Ubisoft’s Uplay, the digital rights management scheme that evolved into a Steam and EA Origin competitor in 2012, remains a follower in the digital distribution field. It was only in February that Uplay brought in third-party publishers, moving beyond the distribution of its own games like Assassin’s Creed III and selling others like The Walking Dead and even indies like To The Moon. All of Uplay’s publishing partners were likely wishing that it had waited a bit longer to team up with Ubisoft since a hacking group discovered an exploit that let them download games for free.
As detailed by Gameranx on Tuesday morning, a Russian hacker group built a piece of software that exploits the Uplay client launcher. Ignoring the jargon for a moment, what this means is that they found a way to trick Uplay into thinking there were many games they already owned when they didn’t. Not only did they have access to games already available on the service, they were even able to download unreleased Ubisoft games. In particular, they were able to download and play Far Cry 3: Blood Dragon, the goofy cyborg-infested spin-off that won’t be out officially until May 1.
Ubisoft said on Tuesday afternoon that it’s still trying to fix the problem and that luckily no sensitive user information got out.
“We are aware of the issue and are working to resolve it quickly,” a Ubisoft representative told Game Informer, “No personal information was compromised. Uplay’s PC download service will be unavailable until the problem is fixed, however all other Uplay services remain available.”

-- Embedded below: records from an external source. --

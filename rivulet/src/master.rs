//! Control and metric channels back to the master.
//!
//! Everything here is a collaborator contract: the concrete connection,
//! metric store, and broadcast registry live with the executor runtime that
//! hosts many tasks. The message shapes are wire types and must stay stable
//! across the executor/master boundary.

use std::any::Any;
use std::sync::atomic::{AtomicU64, Ordering};
use std::sync::Arc;

use serde::{Deserialize, Serialize};

use crate::{Data, InputReader};

/// Listener id of the master-side runtime message handler.
pub const RUNTIME_MASTER_MESSAGE_LISTENER_ID: &str = "RUNTIME_MASTER_MESSAGE_LISTENER_ID";

static MESSAGE_IDS: AtomicU64 = AtomicU64::new(1);

/// Draws a fresh control-message id, unique within this executor process.
pub fn generate_message_id() -> u64 {
    MESSAGE_IDS.fetch_add(1, Ordering::Relaxed)
}

/// Payload of an `ExecutorDataCollected` hand-off.
#[derive(Clone, Debug, PartialEq, Eq, Serialize, Deserialize)]
pub struct DataCollectMessage {
    /// The serialized data diverted from the collecting vertex.
    pub data: String,
}

/// Body of a control message, discriminated by message type.
#[derive(Clone, Debug, PartialEq, Eq, Serialize, Deserialize)]
pub enum ControlMessageBody {
    /// Aggregated data diverted from a running task to inform replanning.
    ExecutorDataCollected(DataCollectMessage),
}

/// One message on the executor-to-master control channel.
#[derive(Clone, Debug, PartialEq, Eq, Serialize, Deserialize)]
pub struct ControlMessage {
    /// Fresh id from [`generate_message_id`].
    pub id: u64,
    /// The master-side listener this message is addressed to.
    pub listener_id: String,
    /// The typed payload.
    pub body: ControlMessageBody,
}

/// A capability to send control messages to one master-side listener.
pub trait MessageSender: Send + Sync {
    /// Sends one message. Safe to call from concurrently running executors.
    fn send(&self, message: ControlMessage);
}

/// A persistent, process-wide connection to the master.
pub trait PersistentConnectionToMaster: Send + Sync {
    /// A sender addressed to the given master-side listener.
    fn message_sender(&self, listener_id: &str) -> Arc<dyn MessageSender>;
}

/// Sends task metrics to the master-side metric store.
pub trait MetricMessageSender: Send + Sync {
    /// Records one serialized metric value under `(metric_type, metric_id,
    /// key)`. Safe to call from concurrently running executors.
    fn send(&self, metric_type: &str, metric_id: &str, key: &str, value: Vec<u8>);
}

/// Process-wide registry for broadcast variables and their readers.
pub trait BroadcastWorker<D: Data>: Send + Sync {
    /// Registers the reader that will materialize broadcast variable `id`.
    fn register_reader(&self, id: &str, reader: Box<dyn InputReader<D>>);

    /// Resolves a broadcast variable once materialized.
    fn variable(&self, id: &str) -> Option<Arc<dyn Any + Send + Sync>>;
}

This isn’t the first time that the Uplay launcher has caused Ubisoft problems. Last summer a Google security engineer discovered that Uplay installed a plug-in on PCs that could be exploited by hackers and malware distributors to launch any application on a PC with Uplay. Similar to a rootkit, the plug-in was supposed to only be used for launching the client through a web browser.
While Uplay is still catching up to its distribution competitors, the service does have a sizable membership, approximately 50 million registered users as of this writing.